The lines from the first line of the entries through the line containing "methods get one." are to be repeated exactly, with both of those lines included.

▬▬▬

//! Shared HTTP client for the calendar and generation integrations
//!
//! Transient failures (timeouts, connection errors, 5xx statuses) are retried
//! with exponential backoff, but only for methods whose repetition cannot
//! create anything upstream. A `POST` (event insert, chat completion) is sent
//! exactly once: a timed-out attempt may already have been applied.

use std::time::Duration;

use daybook_domain::DaybookError;
use reqwest::{Client as ReqwestClient, Method, Request, RequestBuilder, Response};
use serde::de::DeserializeOwned;
use tracing::{debug, warn};

use crate::errors::{status_error, InfraError};

const USER_AGENT: &str = concat!("daybook/", env!("CARGO_PKG_VERSION"));

/// When and how often a failed request is sent again.
#[derive(Debug, Clone, Copy, PartialEq, Eq)]
pub struct RetryPolicy {
    /// Total attempts for a repeatable request, including the first.
    pub max_attempts: usize,
    /// Delay before the first retry; doubled for every further retry.
    pub base_backoff: Duration,
}

impl Default for RetryPolicy {
    fn default() -> Self {
        Self { max_attempts: 3, base_backoff: Duration::from_millis(200) }
    }
}

impl RetryPolicy {
    /// Attempts allowed for `method`. Non-repeatable methods get one.
    pub fn attempts_for(&self, method: &Method) -> usize {
        if is_repeatable(method) {
            self.max_attempts.max(1)
        } else {
            1
        }
    }

    fn delay_before(&self, retry: usize) -> Duration {
        let shift = retry.saturating_sub(1).min(8) as u32;
        self.base_backoff.saturating_mul(1u32 << shift)
    }
}

/// PATCH bodies sent to the calendar carry the full field set, so replaying
/// one converges on the same event.
fn is_repeatable(method: &Method) -> bool {
    method.is_idempotent() || *method == Method::PATCH
}

/// reqwest client plus the retry policy applied by [`HttpClient::send`].
#[derive(Clone)]
pub struct HttpClient {
    client: ReqwestClient,
    retry: RetryPolicy,
}

impl HttpClient {
    pub fn builder() -> HttpClientBuilder {
        HttpClientBuilder::default()
    }

    pub fn request<U>(&self, method: Method, url: U) -> RequestBuilder
    where
        U: reqwest::IntoUrl,
    {
        self.client.request(method, url)
    }

    /// Send the request, retrying transient failures when the method allows.
    ///
    /// Non-2xx responses are returned as `Ok`; see [`ensure_success`].
    pub async fn send(&self, builder: RequestBuilder) -> Result<Response, DaybookError> {
        let request = builder.build().map_err(transport_error)?;
        let method = request.method().clone();
        let url = request.url().clone();
        let attempts = self.retry.attempts_for(&method);

        let mut pending = Some(request);
        let mut attempt = 0;
        while let Some(request) = pending.take() {
            attempt += 1;
            // Streaming bodies cannot be replayed; such requests get one attempt.
            let replay = if attempt < attempts { request.try_clone() } else { None };

            let outcome = self.execute(request, attempt).await;
            let transient = match &outcome {
                Ok(response) => response.status().is_server_error(),
                Err(err) => is_transient(err),
            };

            if let (true, Some(next)) = (transient, replay) {
                warn!(attempt, %method, %url, "transient HTTP failure, retrying");
                let delay = self.retry.delay_before(attempt);
                if !delay.is_zero() {
                    tokio::time::sleep(delay).await;
                }
                pending = Some(next);
                continue;
            }

            return outcome.map_err(transport_error);
        }

        Err(DaybookError::Internal(format!("no HTTP request was sent to {url}")))
    }

    /// Send the request and decode a JSON body from a successful response.
    pub async fn send_json<T: DeserializeOwned>(&self, builder: RequestBuilder) -> Result<T, DaybookError> {
        let response = ensure_success(self.send(builder).await?).await?;
        response.json::<T>().await.map_err(|err| {
            DaybookError::Network(format!("failed to decode response body: {err}"))
        })
    }

    /// Send the request and discard the body of a successful response.
    pub async fn send_empty(&self, builder: RequestBuilder) -> Result<(), DaybookError> {
        ensure_success(self.send(builder).await?).await.map(|_| ())
    }

    async fn execute(&self, request: Request, attempt: usize) -> reqwest::Result<Response> {
        debug!(attempt, method = %request.method(), url = %request.url(), "sending HTTP request");
        let outcome = self.client.execute(request).await;
        match &outcome {
            Ok(response) => debug!(attempt, status = %response.status(), "received HTTP response"),
            Err(err) => debug!(attempt, error = %err, "HTTP request failed"),
        }
        outcome
    }
}

/// Builder for [`HttpClient`].
#[derive(Debug)]
pub struct HttpClientBuilder {
    timeout: Duration,
    retry: RetryPolicy,
}

impl Default for HttpClientBuilder {
    fn default() -> Self {
        Self { timeout: Duration::from_secs(30), retry: RetryPolicy::default() }
    }
}

impl HttpClientBuilder {
    /// Per-attempt timeout.
    pub fn timeout(mut self, timeout: Duration) -> Self {
        self.timeout = timeout;
        self
    }

    /// Total attempts for repeatable methods (initial try + retries).
    pub fn max_attempts(mut self, attempts: usize) -> Self {
        self.retry.max_attempts = attempts.max(1);
        self
    }

    pub fn base_backoff(mut self, backoff: Duration) -> Self {
        self.retry.base_backoff = backoff;
        self
    }

    pub fn build(self) -> Result<HttpClient, DaybookError> {
        let client = ReqwestClient::builder()
            .timeout(self.timeout)
            .user_agent(USER_AGENT)
            .no_proxy()
            .build()
            .map_err(transport_error)?;

        Ok(HttpClient { client, retry: self.retry })
    }
}

/// Turn a non-2xx response into a domain error carrying the upstream body.
pub async fn ensure_success(response: Response) -> Result<Response, DaybookError> {
    let status = response.status();
    if status.is_success() {
        return Ok(response);
    }

    let body = response.text().await.unwrap_or_default();
    warn!(%status, body = %truncate(&body, 256), "upstream returned an error status");
    let detail = if body.trim().is_empty() {
        status.canonical_reason().unwrap_or("unknown status").to_string()
    } else {
        truncate(body.trim(), 256).to_string()
    };
    Err(status_error(status.as_u16(), &detail))
}

fn truncate(text: &str, max_chars: usize) -> &str {
    match text.char_indices().nth(max_chars) {
        Some((index, _)) => &text[..index],
        None => text,
    }
}

fn is_transient(err: &reqwest::Error) -> bool {
    err.is_timeout() || err.is_connect() || err.is_request()
}

fn transport_error(err: reqwest::Error) -> DaybookError {
    DaybookError::from(InfraError::from(err))
}

#[cfg(test)]
mod tests {
    use std::net::TcpListener;
    use std::sync::atomic::{AtomicUsize, Ordering};
    use std::sync::Arc;

    use reqwest::StatusCode;
    use wiremock::matchers::method;
    use wiremock::{Mock, MockServer, ResponseTemplate};

    use super::*;

    fn client() -> HttpClient {
        HttpClient::builder()
            .base_backoff(Duration::from_millis(10))
            .max_attempts(3)
            .build()
            .expect("http client")
    }

    /// 500 twice, then 200.
    fn flaky() -> impl Fn(&wiremock::Request) -> ResponseTemplate + Send + Sync + 'static {
        let calls = Arc::new(AtomicUsize::new(0));
        move |_req: &wiremock::Request| {
            if calls.fetch_add(1, Ordering::SeqCst) < 2 {
                ResponseTemplate::new(500)
            } else {
                ResponseTemplate::new(200)
            }
        }
    }

    #[test]
    fn only_repeatable_methods_get_retries() {
        let policy = RetryPolicy { max_attempts: 4, base_backoff: Duration::ZERO };
        assert_eq!(policy.attempts_for(&Method::GET), 4);
        assert_eq!(policy.attempts_for(&Method::PATCH), 4);
        assert_eq!(policy.attempts_for(&Method::DELETE), 4);
        assert_eq!(policy.attempts_for(&Method::POST), 1);
    }

    #[test]
    fn backoff_doubles_per_retry() {
        let policy = RetryPolicy { max_attempts: 3, base_backoff: Duration::from_millis(100) };
        assert_eq!(policy.delay_before(1), Duration::from_millis(100));
        assert_eq!(policy.delay_before(2), Duration::from_millis(200));
        assert_eq!(policy.delay_before(3), Duration::from_millis(400));
    }

    #[tokio::test]
    async fn delete_is_retried_through_server_errors() {
        let server = MockServer::start().await;
        Mock::given(method("DELETE")).respond_with(flaky()).expect(3).mount(&server).await;

        let client = client();
        let response =
            client.send(client.request(Method::DELETE, server.uri())).await.expect("response");

        assert_eq!(response.status(), StatusCode::OK);
    }

    #[tokio::test]
    async fn post_server_error_is_not_retried() {
        let server = MockServer::start().await;
        Mock::given(method("POST")).respond_with(flaky()).expect(1).mount(&server).await;

        let client = client();
        let response = client
            .send(client.request(Method::POST, server.uri()).body("{}"))
            .await
            .expect("response");

        assert_eq!(response.status(), StatusCode::INTERNAL_SERVER_ERROR);
    }

    #[tokio::test]
    async fn timed_out_post_is_sent_once() {
        let server = MockServer::start().await;
        Mock::given(method("POST"))
            .respond_with(ResponseTemplate::new(200).set_delay(Duration::from_millis(600)))
            .expect(1)
            .mount(&server)
            .await;

        let client = HttpClient::builder()
            .timeout(Duration::from_millis(300))
            .base_backoff(Duration::from_millis(5))
            .build()
            .expect("http client");
        let err = client
            .send(client.request(Method::POST, server.uri()).body("{}"))
            .await
            .expect_err("should time out");

        assert!(matches!(err, DaybookError::Network(_)));
        assert_eq!(server.received_requests().await.unwrap().len(), 1);
    }

    #[tokio::test]
    async fn client_errors_are_returned_as_is() {
        let server = MockServer::start().await;
        Mock::given(method("GET")).respond_with(ResponseTemplate::new(404)).expect(1).mount(&server).await;

        let client = client();
        let response =
            client.send(client.request(Method::GET, server.uri())).await.expect("response");

        assert_eq!(response.status(), StatusCode::NOT_FOUND);
    }

    #[tokio::test]
    async fn send_json_maps_gone_to_not_found() {
        let server = MockServer::start().await;
        Mock::given(method("GET"))
            .respond_with(ResponseTemplate::new(410).set_body_string("resource deleted"))
            .mount(&server)
            .await;

        let client = client();
        let result: Result<serde_json::Value, _> =
            client.send_json(client.request(Method::GET, server.uri())).await;

        match result {
            Err(DaybookError::NotFound(msg)) => assert!(msg.contains("resource deleted")),
            other => panic!("expected not found, got {:?}", other),
        }
    }

    #[tokio::test]
    async fn send_json_decodes_success_bodies() {
        let server = MockServer::start().await;
        Mock::given(method("GET"))
            .respond_with(ResponseTemplate::new(200).set_body_json(serde_json::json!({"id": "evt1"})))
            .mount(&server)
            .await;

        let client = client();
        let body: serde_json::Value =
            client.send_json(client.request(Method::GET, server.uri())).await.expect("json body");
        assert_eq!(body["id"], "evt1");
    }

    #[test]
    fn truncate_respects_char_boundaries() {
        assert_eq!(truncate("héllo", 2), "hé");
        assert_eq!(truncate("hi", 10), "hi");
    }

    #[tokio::test]
    async fn refused_connection_is_a_network_error() {
        let listener = TcpListener::bind("127.0.0.1:0").unwrap();
        let addr = listener.local_addr().unwrap();
        drop(listener);

        let client = HttpClient::builder()
            .base_backoff(Duration::from_millis(5))
            .max_attempts(2)
            .build()
            .expect("http client");

        let err = client
            .send(client.request(Method::GET, format!("http://{addr}")))
            .await
            .expect_err("connection refused");
        assert!(matches!(err, DaybookError::Network(_)));
    }
}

▬▬▬

= TASK RESULT =
//! Shared HTTP client for the calendar and generation integrations
//!
//! Transient failures (timeouts, connection errors, 5xx statuses) are retried
//! with exponential backoff, but only for methods whose repetition cannot
//! create anything upstream. A `POST` (event insert, chat completion) is sent
//! exactly once: a timed-out attempt may already have been applied.

use std::time::Duration;

use daybook_domain::DaybookError;
use reqwest::{Client as ReqwestClient, Method, Request, RequestBuilder, Response};
use serde::de::DeserializeOwned;
use tracing::{debug, warn};

use crate::errors::{status_error, InfraError};

const USER_AGENT: &str = concat!("daybook/", env!("CARGO_PKG_VERSION"));

/// When and how often a failed request is sent again.
#[derive(Debug, Clone, Copy, PartialEq, Eq)]
pub struct RetryPolicy {
    /// Total attempts for a repeatable request, including the first.
    pub max_attempts: usize,
    /// Delay before the first retry; doubled for every further retry.
    pub base_backoff: Duration,
}

impl Default for RetryPolicy {
    fn default() -> Self {
        Self { max_attempts: 3, base_backoff: Duration::from_millis(200) }
    }
}

impl RetryPolicy {
    /// Attempts allowed for `method`. Non-repeatable methods get one.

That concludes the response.